I was at a round table discussion concerning online marketing when the topic of “relevance” came up. Those touting targeting one-to-one relevant offers rarely ask whether the practice is more costly than the derived benefits. In other words, is the practice of hyper-targeting more harmful than helpful in terms of profits?
When I raised this question at the table, I was met with dumbfounded silence. Everyone assumed relevance was an absolute positive that they never considered the alternative.
Almost all of the new online marketing methodologies involve the same interventionist mindset that has caused a great deal of harm in hospitals, foreign policy, economics… and do not get me started on overly-prescribed psychotropic drugs.
Let me state this as clearly as I can and without complicated jargon: Those peddling online targeting technologies are by and large frauds. Their “solutions” are:
- Not scalable
- More costly employing them than the benefit derived
- Giving a false patina of precision
- Increaseing risk in a nonlinear manner as marketing budgets increase
- Relying on predictive methodologies that have already been proven to be mathematically impossible.

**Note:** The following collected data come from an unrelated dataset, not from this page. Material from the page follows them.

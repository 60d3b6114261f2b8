//! Compatibility scorer. Pure, deterministic given its inputs —
//! no I/O, no clock reads beyond what the caller passes in as `now`.

use crate::config::ScoringWeights;
use crate::matching::pool::PairHistory;
use crate::profile::{ChatMode, Gender, Profile};

/// Everything about a waiting peer the scorer needs beyond the bare
/// `Profile`: how long it has waited and how many times it has tried.
#[derive(Debug, Clone, Copy)]
pub struct ScoringContext<'a> {
    pub profile: &'a Profile,
    pub wait_secs: f64,
    pub attempts: u32,
}

fn jaccard(a: &[String], b: &[String]) -> (f64, bool) {
    if a.is_empty() && b.is_empty() {
        return (0.0, false);
    }
    let intersection = a.iter().filter(|x| b.contains(x)).count();
    let union = a.len() + b.len() - intersection;
    let sim = if union == 0 { 0.0 } else { intersection as f64 / union as f64 };
    (sim, intersection > 0)
}

fn interest_term(a: &Profile, b: &Profile, weight: f64) -> f64 {
    let (sim, has_overlap) = jaccard(&a.interests, &b.interests);
    let raw = (sim + if has_overlap { 0.3 } else { 0.0 }).min(1.0);
    raw * weight * 50.0
}

fn demographic_term(a: &Profile, b: &Profile, w: &ScoringWeights) -> f64 {
    let diff = (a.age - b.age).abs() as f64;
    let optimal = w.optimal_age_diff as f64;
    let max_diff = w.max_age_diff as f64;
    let age_component = if diff <= optimal {
        0.3
    } else if diff >= max_diff {
        0.0
    } else {
        0.3 * (1.0 - (diff - optimal) / (max_diff - optimal))
    };

    let gender_pref_component = (a.gender_preference.satisfied_by(b.gender) as i32 as f64) * 0.15
        + (b.gender_preference.satisfied_by(a.gender) as i32 as f64) * 0.15;

    let same_gender_bonus = if a.gender != Gender::NotSpecified
        && b.gender != Gender::NotSpecified
        && a.gender == b.gender
    {
        w.same_gender_bonus
    } else {
        0.0
    };

    let raw = 0.5 + age_component + gender_pref_component + same_gender_bonus;
    raw * w.demographic * 50.0
}

fn chat_mode_term(a: &Profile, b: &Profile, weight: f64) -> f64 {
    let raw = match (a.chat_mode, b.chat_mode) {
        (ChatMode::Video, ChatMode::Video) => 1.0,
        (ChatMode::Text, ChatMode::Text) => 0.8,
        _ => 0.4,
    };
    raw * weight * 50.0
}

fn behavior_term(ctx_a: &ScoringContext, ctx_b: &ScoringContext, w: &ScoringWeights) -> f64 {
    let avg_wait = (ctx_a.wait_secs + ctx_b.wait_secs) / 2.0;
    let wait_boost = if avg_wait <= 5.0 {
        0.0
    } else {
        let span = (w.priority_time_secs - 5.0).max(1.0);
        (0.3 * ((avg_wait - 5.0) / span)).min(0.3)
    };

    let avg_attempts = (ctx_a.attempts as f64 + ctx_b.attempts as f64) / 2.0;
    let attempts_boost = (0.05 * avg_attempts).min(0.2);

    (wait_boost + attempts_boost) * w.behavior * 50.0
}

fn age_in_range_contribution(a: &Profile, b: &Profile, bonus: f64) -> f64 {
    let mut total = 0.0;
    if b.age_range.contains(a.age) {
        total += bonus / 2.0;
    }
    if a.age_range.contains(b.age) {
        total += bonus / 2.0;
    }
    total
}

/// Computes the 0-100 compatibility score between two peers.
/// `history` is the pair's prior match count, looked up under the
/// canonical unordered key.
pub fn calculate_score(
    ctx_a: &ScoringContext,
    ctx_b: &ScoringContext,
    history: &PairHistory,
    w: &ScoringWeights,
) -> f64 {
    let a = ctx_a.profile;
    let b = ctx_b.profile;

    let base = 50.0;
    let weighted = interest_term(a, b, w.interest)
        + demographic_term(a, b, w)
        + chat_mode_term(a, b, w.chat_mode)
        + behavior_term(ctx_a, ctx_b, w);

    let mut adjustment = 0.0;
    if a.is_premium() || b.is_premium() {
        adjustment += w.premium_bonus;
    }
    match (a.chat_mode, b.chat_mode) {
        (ChatMode::Video, ChatMode::Video) => adjustment += w.video_mode_bonus,
        (ChatMode::Video, ChatMode::Text) | (ChatMode::Text, ChatMode::Video) => {
            adjustment -= w.video_text_penalty
        }
        _ => {}
    }
    adjustment += age_in_range_contribution(a, b, w.age_range_bonus);
    adjustment -= (0.1 * history.times_matched as f64).min(0.3);
    adjustment = adjustment.clamp(-0.3, 0.3);

    let raw = (base + weighted) * (1.0 + adjustment);
    (raw.clamp(0.0, 100.0) * 10.0).round() / 10.0
}

#[cfg(test)]
mod tests {
    use super::*;
    use crate::profile::{AgeRange, ChatMode, Gender, GenderPreference, PeerId};
    use uuid::Uuid;

    fn profile(id: PeerId, age: i32, interests: &[&str], mode: ChatMode) -> Profile {
        Profile {
            id,
            username: "u".into(),
            gender: Gender::NotSpecified,
            age,
            interests: interests.iter().map(|s| s.to_string()).collect(),
            chat_mode: mode,
            gender_preference: GenderPreference::Any,
            age_range: AgeRange::default(),
            priority: 1.0,
        }
    }

    fn ctx(p: &Profile) -> ScoringContext {
        ScoringContext { profile: p, wait_secs: 0.0, attempts: 0 }
    }

    #[test]
    fn symmetric_under_swap() {
        let w = ScoringWeights::default();
        let a = profile(Uuid::new_v4(), 25, &["music", "travel"], ChatMode::Text);
        let b = profile(Uuid::new_v4(), 27, &["music"], ChatMode::Text);
        let hist = PairHistory::default();
        let s_ab = calculate_score(&ctx(&a), &ctx(&b), &hist, &w);
        let s_ba = calculate_score(&ctx(&b), &ctx(&a), &hist, &w);
        assert_eq!(s_ab, s_ba);
    }

    #[test]
    fn shared_interest_scores_above_threshold_for_text() {
        let w = ScoringWeights::default();
        let a = profile(Uuid::new_v4(), 25, &["music", "travel"], ChatMode::Text);
        let b = profile(Uuid::new_v4(), 27, &["music"], ChatMode::Text);
        let score = calculate_score(&ctx(&a), &ctx(&b), &PairHistory::default(), &w);
        assert!(score >= 65.0, "expected >= 65, got {score}");
    }

    #[test]
    fn mixed_mode_never_scores_as_high_as_matched_mode() {
        let w = ScoringWeights::default();
        let a = profile(Uuid::new_v4(), 25, &["music"], ChatMode::Video);
        let b_video = profile(Uuid::new_v4(), 25, &["music"], ChatMode::Video);
        let b_text = profile(Uuid::new_v4(), 25, &["music"], ChatMode::Text);
        let hist = PairHistory::default();
        let matched = calculate_score(&ctx(&a), &ctx(&b_video), &hist, &w);
        let mixed = calculate_score(&ctx(&a), &ctx(&b_text), &hist, &w);
        assert!(matched > mixed);
    }

    #[test]
    fn repeat_pairing_is_penalized() {
        let w = ScoringWeights::default();
        let a = profile(Uuid::new_v4(), 25, &["music"], ChatMode::Text);
        let b = profile(Uuid::new_v4(), 25, &["music"], ChatMode::Text);
        let fresh = calculate_score(&ctx(&a), &ctx(&b), &PairHistory::default(), &w);
        let repeat = calculate_score(
            &ctx(&a),
            &ctx(&b),
            &PairHistory { times_matched: 3, ..Default::default() },
            &w,
        );
        assert!(repeat < fresh);
    }
}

There are many proofs for #5 above, from treatises on quantum randomness to explaining chaos theory. But the ancients have also pointed the way for understanding. In Semitic languages, the root for the word “prediction” and “prophesy” are the same. This leads to the notion of faith in predictions, even though faith is an anathema to marketing reductionists. They are unaware of the irony.
Online marketers with their thinly disguised faith in measuring everything are again unaware that the Sanskrit root for the word “measure” means “illusion.” It seems the ancients knew a lot more about 21st Century online marketing than we do now.